In order to lead a healthy lifestyle and avoid injury or long-term damage, it's important to kick these bad habits to the curb. Keep reading to learn all about them, and when you're finished, be sure to check out People Swear by the 30/30/30 Plan for Weight Loss: 'Completely Changed My Body'.
Overemphasizing isolation exercises
Some of the more surprising habits that can damage your body and hinder long-term fitness or weight loss progress happen at the gym. Tyler Read, BSc, CPT, the founder of PTPioneer.com and a personal trainer who has been involved in the health and fitness world for the past 15 years, explains, "Focusing too much on isolation exercises (like bicep curls or leg extensions) and neglecting compound movements (like squats or deadlifts) can lead to muscle imbalances and a lack of functional strength. Over time, these imbalances can cause postural issues and increase the risk of injury during everyday activities."
Being chronically slightly dehydrated
Let's be honest: Remembering to take a break from a busy workday to fill up your water glass can be challenging. However, drinking sufficient water during the day is so important.
"It's well known that you should stay hydrated, but chronic slight dehydration, which may not be immediately noticeable, can affect your muscles' ability to repair themselves and lead to a gradual decrease in strength and endurance," Read explains. "Over time, this can contribute to kidney stones and even kidney damage due to the increased concentration of urine."
Stretching too much before lifting weights
While many fitness pros advocate for static stretching to increase your flexibility, too much of anything is never a good thing. Over-stretching before strength training can temporarily reduce your muscle strength, along with stability in your joints, potentially resulting in injury, Read says. "Dynamic stretching is generally recommended to prepare for activity," he adds.
Not giving certain muscle groups TLC
Just as much as you can over-train a muscle group, you can also under-train it. "Everyone knows about the risks of over-training, but under-training can be just as harmful," explains Read. "Neglecting to train the back and core adequately, for instance, while focusing on more visible muscle groups like the chest and arms, can lead to a weak foundation, poor posture, and chronic back pain."
Ignoring grip strength
When it comes to workout goals, grip strength likely isn't at the top of your mind—but ignoring it altogether can result in a few pitfalls. "Grip strength is often an afterthought in workouts, but over time, a weak grip can limit your ability to perform key exercises, leading to diminished results and an increased risk of accidents or dropping weights," Read tells us.
Misusing weight belts
If you typically utilize a weight belt in your workouts, beware of misuse. "Weight belts are commonly used to support the lower back during heavy lifts, but relying on them too much can lead to weakened core muscles," says Read. "This can paradoxically increase the risk of lower back injuries over time, as the body becomes accustomed to the artificial support."
Not washing your sheets for a week.
Many of us are guilty of letting our bed sheets extend a bit beyond a week before tossing them in the wash. However, not washing them for an entire week—and beyond—can seriously harm your body and overall health.
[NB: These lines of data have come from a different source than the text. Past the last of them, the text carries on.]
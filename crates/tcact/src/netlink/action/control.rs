//! Control verbs: what happens to the packet after an action ran.

use std::fmt;

use serde_json::{Value, json};

use crate::netlink::parse::{self, Args, ParseError, get_u32, matches};

pub const TC_ACT_UNSPEC: i32 = -1;
pub const TC_ACT_OK: i32 = 0;
pub const TC_ACT_RECLASSIFY: i32 = 1;
pub const TC_ACT_SHOT: i32 = 2;
pub const TC_ACT_PIPE: i32 = 3;
pub const TC_ACT_STOLEN: i32 = 4;
pub const TC_ACT_QUEUED: i32 = 5;
pub const TC_ACT_REPEAT: i32 = 6;
pub const TC_ACT_REDIRECT: i32 = 7;
pub const TC_ACT_TRAP: i32 = 8;

/// Extended verbs keep their opcode in the top four bits.
pub const TC_ACT_EXT_SHIFT: u32 = 28;
pub const TC_ACT_EXT_VAL_MASK: u32 = (1 << TC_ACT_EXT_SHIFT) - 1;
pub const TC_ACT_EXT_OPCODE_MAX: u32 = !TC_ACT_EXT_VAL_MASK;
pub const TC_ACT_JUMP: u32 = 1 << TC_ACT_EXT_SHIFT;
pub const TC_ACT_GOTO_CHAIN: u32 = 2 << TC_ACT_EXT_SHIFT;

/// Recognized spellings, tried in order against the abbreviated token.
const VERBS: &[(&str, i32)] = &[
    ("continue", TC_ACT_UNSPEC),
    ("drop", TC_ACT_SHOT),
    ("shot", TC_ACT_SHOT),
    ("pass", TC_ACT_OK),
    ("ok", TC_ACT_OK),
    ("reclassify", TC_ACT_RECLASSIFY),
    ("pipe", TC_ACT_PIPE),
    ("goto", TC_ACT_GOTO_CHAIN as i32),
    ("jump", TC_ACT_JUMP as i32),
    ("trap", TC_ACT_TRAP),
];

/// A control verb as carried in `tc_gen.action`.
#[derive(Debug, Clone, Copy, PartialEq, Eq, Hash)]
pub struct ActionControl(i32);

impl Default for ActionControl {
    fn default() -> Self {
        Self::PIPE
    }
}

impl ActionControl {
    pub const CONTINUE: Self = Self(TC_ACT_UNSPEC);
    pub const PASS: Self = Self(TC_ACT_OK);
    pub const RECLASSIFY: Self = Self(TC_ACT_RECLASSIFY);
    pub const DROP: Self = Self(TC_ACT_SHOT);
    pub const PIPE: Self = Self(TC_ACT_PIPE);
    pub const STOLEN: Self = Self(TC_ACT_STOLEN);
    pub const TRAP: Self = Self(TC_ACT_TRAP);

    /// Wrap a raw kernel value.
    pub const fn from_raw(code: i32) -> Self {
        Self(code)
    }

    /// Raw kernel value.
    pub const fn code(self) -> i32 {
        self.0
    }

    /// `goto chain N`.
    pub fn goto_chain(chain: u32) -> Option<Self> {
        (chain <= TC_ACT_EXT_VAL_MASK).then(|| Self((TC_ACT_GOTO_CHAIN | chain) as i32))
    }

    /// `jump N`: skip the next N actions.
    pub fn jump(count: u32) -> Option<Self> {
        (count <= TC_ACT_EXT_VAL_MASK).then(|| Self((TC_ACT_JUMP | count) as i32))
    }

    fn ext_opcode(self) -> u32 {
        (self.0 as u32) & TC_ACT_EXT_OPCODE_MAX
    }

    fn ext_value(self) -> u32 {
        (self.0 as u32) & TC_ACT_EXT_VAL_MASK
    }

    /// Chain index when this is a `goto chain` verb.
    pub fn chain(self) -> Option<u32> {
        (self.ext_opcode() == TC_ACT_GOTO_CHAIN).then(|| self.ext_value())
    }

    /// Jump count when this is a `jump` verb.
    pub fn jump_count(self) -> Option<u32> {
        (self.ext_opcode() == TC_ACT_JUMP).then(|| self.ext_value())
    }

    /// Parse an optional control clause at the cursor.
    ///
    /// Returns `Ok(None)` without consuming anything when the current token
    /// is not a verb. `goto chain N` and `jump N` consume their arguments.
    pub fn parse(args: &mut Args<'_>) -> parse::Result<Option<Self>> {
        let Some(token) = args.peek() else {
            return Ok(None);
        };
        let Some(&(verb, code)) = VERBS.iter().find(|(verb, _)| matches(token, verb)) else {
            return Ok(None);
        };
        args.advance();

        let control = match verb {
            "goto" => {
                let chain = args.next_value("goto")?;
                if !matches(chain, "chain") {
                    return Err(ParseError::InvalidFormat(format!(
                        "bad action type goto, expected \"chain\" but got {chain:?}"
                    )));
                }
                let index = args.next_value("chain")?;
                let index = get_u32(index, 10)?;
                Self::goto_chain(index)
                    .ok_or_else(|| ParseError::OutOfRange(format!("chain index {index}")))?
            }
            "jump" => {
                let count = args.next_value("jump")?;
                let count = get_u32(count, 10)?;
                Self::jump(count)
                    .ok_or_else(|| ParseError::OutOfRange(format!("jump count {count}")))?
            }
            _ => Self(code),
        };

        Ok(Some(control))
    }

    /// Parse an optional control clause, falling back to `default`.
    pub fn parse_or(args: &mut Args<'_>, default: Self) -> parse::Result<Self> {
        Ok(Self::parse(args)?.unwrap_or(default))
    }

    /// JSON form, `{"type": "...", ...}`.
    pub fn to_json(self) -> Value {
        if let Some(chain) = self.chain() {
            json!({"type": "goto", "chain": chain})
        } else if let Some(count) = self.jump_count() {
            json!({"type": "jump", "jump": count})
        } else {
            json!({"type": self.to_string()})
        }
    }
}

impl fmt::Display for ActionControl {
    fn fmt(&self, f: &mut fmt::Formatter<'_>) -> fmt::Result {
        if let Some(chain) = self.chain() {
            return write!(f, "goto chain {chain}");
        }
        if let Some(count) = self.jump_count() {
            return write!(f, "jump {count}");
        }
        match self.0 {
            TC_ACT_UNSPEC => f.write_str("continue"),
            TC_ACT_OK => f.write_str("pass"),
            TC_ACT_SHOT => f.write_str("drop"),
            TC_ACT_RECLASSIFY => f.write_str("reclassify"),
            TC_ACT_PIPE => f.write_str("pipe"),
            TC_ACT_STOLEN => f.write_str("stolen"),
            TC_ACT_TRAP => f.write_str("trap"),
            other => write!(f, "{other}"),
        }
    }
}

#[cfg(test)]
mod tests {
    use super::*;

    fn parse_all(tokens: &[&str]) -> (parse::Result<Option<ActionControl>>, usize) {
        let mut args = Args::new(tokens);
        let result = ActionControl::parse(&mut args);
        (result, args.remaining())
    }

    #[test]
    fn test_simple_verbs() {
        let cases = [
            ("continue", ActionControl::CONTINUE),
            ("drop", ActionControl::DROP),
            ("shot", ActionControl::DROP),
            ("pass", ActionControl::PASS),
            ("ok", ActionControl::PASS),
            ("reclassify", ActionControl::RECLASSIFY),
            ("pipe", ActionControl::PIPE),
            ("trap", ActionControl::TRAP),
        ];
        for (token, expected) in cases {
            let (result, left) = parse_all(&[token, "index", "3"]);
            assert_eq!(result.unwrap(), Some(expected), "{token}");
            assert_eq!(left, 2);
        }
    }

    #[test]
    fn test_prefix_order() {
        // "p" hits "pass" before "pipe", "pi" only matches "pipe"
        assert_eq!(parse_all(&["p"]).0.unwrap(), Some(ActionControl::PASS));
        assert_eq!(parse_all(&["pi"]).0.unwrap(), Some(ActionControl::PIPE));
        assert_eq!(parse_all(&["rec"]).0.unwrap(), Some(ActionControl::RECLASSIFY));
    }

    #[test]
    fn test_not_a_verb() {
        let (result, left) = parse_all(&["index", "5"]);
        assert_eq!(result.unwrap(), None);
        assert_eq!(left, 2);

        let mut args = Args::new(&["zone"]);
        assert_eq!(
            ActionControl::parse_or(&mut args, ActionControl::PIPE).unwrap(),
            ActionControl::PIPE
        );
        assert_eq!(parse_all(&[]).0.unwrap(), None);
    }

    #[test]
    fn test_goto_chain() {
        let (result, left) = parse_all(&["goto", "chain", "42", "index", "1"]);
        let control = result.unwrap().unwrap();
        assert_eq!(control.chain(), Some(42));
        assert_eq!(control.to_string(), "goto chain 42");
        assert_eq!(control.to_json(), json!({"type": "goto", "chain": 42}));
        assert_eq!(left, 2);
    }

    #[test]
    fn test_malformed_goto() {
        assert!(matches!(
            parse_all(&["goto", "42"]).0,
            Err(ParseError::InvalidFormat(_))
        ));
        assert!(matches!(
            parse_all(&["goto", "chain"]).0,
            Err(ParseError::MissingArgument(_))
        ));
        assert!(matches!(
            parse_all(&["goto", "chain", "0x10"]).0,
            Err(ParseError::InvalidNumber(_))
        ));
        assert!(matches!(
            parse_all(&["goto", "chain", "268435456"]).0,
            Err(ParseError::OutOfRange(_))
        ));
    }

    #[test]
    fn test_jump() {
        let control = parse_all(&["jump", "2"]).0.unwrap().unwrap();
        assert_eq!(control.jump_count(), Some(2));
        assert_eq!(control.to_string(), "jump 2");
        assert!(matches!(
            parse_all(&["jump"]).0,
            Err(ParseError::MissingArgument(_))
        ));
    }

    #[test]
    fn test_render() {
        assert_eq!(ActionControl::default().to_string(), "pipe");
        assert_eq!(ActionControl::CONTINUE.to_string(), "continue");
        assert_eq!(ActionControl::PASS.to_string(), "pass");
        assert_eq!(ActionControl::STOLEN.to_string(), "stolen");
        assert_eq!(ActionControl::from_raw(TC_ACT_QUEUED).to_string(), "5");
        assert_eq!(ActionControl::PIPE.to_json(), json!({"type": "pipe"}));
    }
}
//! `nlmsghdr` framing for action requests and replies.

use zerocopy::{FromBytes, Immutable, IntoBytes, KnownLayout};

use super::error::{Error, Result};

pub const NLMSG_ALIGNTO: usize = 4;

#[inline]
pub const fn nlmsg_align(len: usize) -> usize {
    (len + NLMSG_ALIGNTO - 1) & !(NLMSG_ALIGNTO - 1)
}

/// Bytes taken by the header before the first payload byte.
pub const NLMSG_HDRLEN: usize = nlmsg_align(std::mem::size_of::<NlMsgHdr>());

// Request flags.
pub const NLM_F_REQUEST: u16 = 0x01;
pub const NLM_F_MULTI: u16 = 0x02;
pub const NLM_F_ACK: u16 = 0x04;

// GET modifiers.
pub const NLM_F_ROOT: u16 = 0x100;
pub const NLM_F_MATCH: u16 = 0x200;
pub const NLM_F_DUMP: u16 = NLM_F_ROOT | NLM_F_MATCH;

// NEW modifiers.
pub const NLM_F_REPLACE: u16 = 0x100;
pub const NLM_F_EXCL: u16 = 0x200;
pub const NLM_F_CREATE: u16 = 0x400;

/// Message types seen on an action exchange.
pub struct NlMsgType;

impl NlMsgType {
    /// Error report, or an ACK when the error code is zero.
    pub const ERROR: u16 = 2;
    /// Terminates a multipart dump.
    pub const DONE: u16 = 3;

    pub const RTM_NEWACTION: u16 = 48;
    pub const RTM_DELACTION: u16 = 49;
    pub const RTM_GETACTION: u16 = 50;
}

/// Borrow a fixed-layout struct from the front of `data`.
fn view<T: FromBytes + KnownLayout + Immutable>(data: &[u8]) -> Result<&T> {
    T::ref_from_prefix(data)
        .map(|(value, _)| value)
        .map_err(|_| Error::Truncated {
            expected: std::mem::size_of::<T>(),
            actual: data.len(),
        })
}

/// `struct nlmsghdr`.
#[repr(C)]
#[derive(Debug, Clone, Copy, Default, FromBytes, IntoBytes, Immutable, KnownLayout)]
pub struct NlMsgHdr {
    pub nlmsg_len: u32,
    pub nlmsg_type: u16,
    pub nlmsg_flags: u16,
    pub nlmsg_seq: u32,
    pub nlmsg_pid: u32,
}

impl NlMsgHdr {
    /// Header for an empty message; the length grows as the builder appends.
    pub fn new(msg_type: u16, flags: u16) -> Self {
        Self {
            nlmsg_len: NLMSG_HDRLEN as u32,
            nlmsg_type: msg_type,
            nlmsg_flags: flags,
            ..Self::default()
        }
    }

    pub fn is_error(&self) -> bool {
        self.nlmsg_type == NlMsgType::ERROR
    }

    pub fn is_done(&self) -> bool {
        self.nlmsg_type == NlMsgType::DONE
    }

    pub fn as_bytes(&self) -> &[u8] {
        <Self as IntoBytes>::as_bytes(self)
    }

    pub fn from_bytes(data: &[u8]) -> Result<&Self> {
        view(data)
    }
}

/// Payload of an `NLMSG_ERROR` message.
#[repr(C)]
#[derive(Debug, Clone, Copy, FromBytes, Immutable, KnownLayout)]
pub struct NlMsgError {
    /// Negative errno, or 0 for an ACK.
    pub error: i32,
    /// Header of the request being answered.
    pub msg: NlMsgHdr,
}

impl NlMsgError {
    pub fn from_bytes(data: &[u8]) -> Result<&Self> {
        view(data)
    }

    pub fn is_ack(&self) -> bool {
        self.error == 0
    }
}

/// Splits a datagram into `(header, payload)` pairs.
///
/// A header whose length overruns the datagram yields one error and ends the
/// iteration.
pub struct MessageIter<'a> {
    rest: &'a [u8],
}

impl<'a> MessageIter<'a> {
    pub fn new(data: &'a [u8]) -> Self {
        Self { rest: data }
    }
}

impl<'a> Iterator for MessageIter<'a> {
    type Item = Result<(&'a NlMsgHdr, &'a [u8])>;

    fn next(&mut self) -> Option<Self::Item> {
        if self.rest.len() < NLMSG_HDRLEN {
            return None;
        }
        let data = std::mem::take(&mut self.rest);

        let header = match NlMsgHdr::from_bytes(data) {
            Ok(header) => header,
            Err(e) => return Some(Err(e)),
        };
        let len = header.nlmsg_len as usize;
        if !(NLMSG_HDRLEN..=data.len()).contains(&len) {
            return Some(Err(Error::InvalidMessage(format!(
                "nlmsg_len {len} outside datagram of {} bytes",
                data.len()
            ))));
        }

        self.rest = data.get(nlmsg_align(len)..).unwrap_or_default();
        Some(Ok((header, &data[NLMSG_HDRLEN..len])))
    }
}

#[cfg(test)]
mod tests {
    use super::*;

    fn frame(msg_type: u16, seq: u32, payload: &[u8]) -> Vec<u8> {
        let mut hdr = NlMsgHdr::new(msg_type, NLM_F_MULTI);
        hdr.nlmsg_len = (NLMSG_HDRLEN + payload.len()) as u32;
        hdr.nlmsg_seq = seq;
        let mut buf = hdr.as_bytes().to_vec();
        buf.extend_from_slice(payload);
        buf.resize(nlmsg_align(buf.len()), 0);
        buf
    }

    #[test]
    fn test_iter_two_messages() {
        let mut buf = frame(NlMsgType::RTM_NEWACTION, 7, &[1, 2, 3, 4]);
        buf.extend(frame(NlMsgType::RTM_NEWACTION, 8, &[5, 6]));

        let got: Vec<(u32, Vec<u8>)> = MessageIter::new(&buf)
            .map(|r| r.map(|(h, p)| (h.nlmsg_seq, p.to_vec())).unwrap())
            .collect();
        assert_eq!(got, vec![(7, vec![1, 2, 3, 4]), (8, vec![5, 6])]);
    }

    #[test]
    fn test_iter_rejects_bad_length() {
        let mut hdr = NlMsgHdr::new(NlMsgType::DONE, 0);
        hdr.nlmsg_len = 1000;
        let buf = hdr.as_bytes().to_vec();

        let mut iter = MessageIter::new(&buf);
        assert!(matches!(iter.next(), Some(Err(Error::InvalidMessage(_)))));
        assert!(iter.next().is_none());
    }

    #[test]
    fn test_error_payload() {
        let mut payload = (-2i32).to_ne_bytes().to_vec();
        payload.extend_from_slice(NlMsgHdr::new(NlMsgType::RTM_GETACTION, 0).as_bytes());

        let err = NlMsgError::from_bytes(&payload).unwrap();
        assert!(!err.is_ack());
        assert_eq!(err.msg.nlmsg_type, NlMsgType::RTM_GETACTION);
        assert!(NlMsgError::from_bytes(&payload[..4]).is_err());
    }
}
According to research performed by Amerisleep, one-week-old pillowcases contained 3M colony-forming units (CFUs) per square inch—17,442 times the amount of bacteria you would find on a toilet seat! Pillowcases that went two weeks without a wash jumped up to harboring 5.98M CFUs. When it came to bed sheets, those that weren't washed for a week contained 5M CFUs—24,631 times the amount of bacteria you would find on a bathroom door knob.
Not washing your sheets for a full week, week after week, can lead to a vicious cycle of hurting your health and wellness. The research also pointed out that one of the types of bacteria you could find on your bed is called "gram-negative rods," which can result in antibiotic resistance.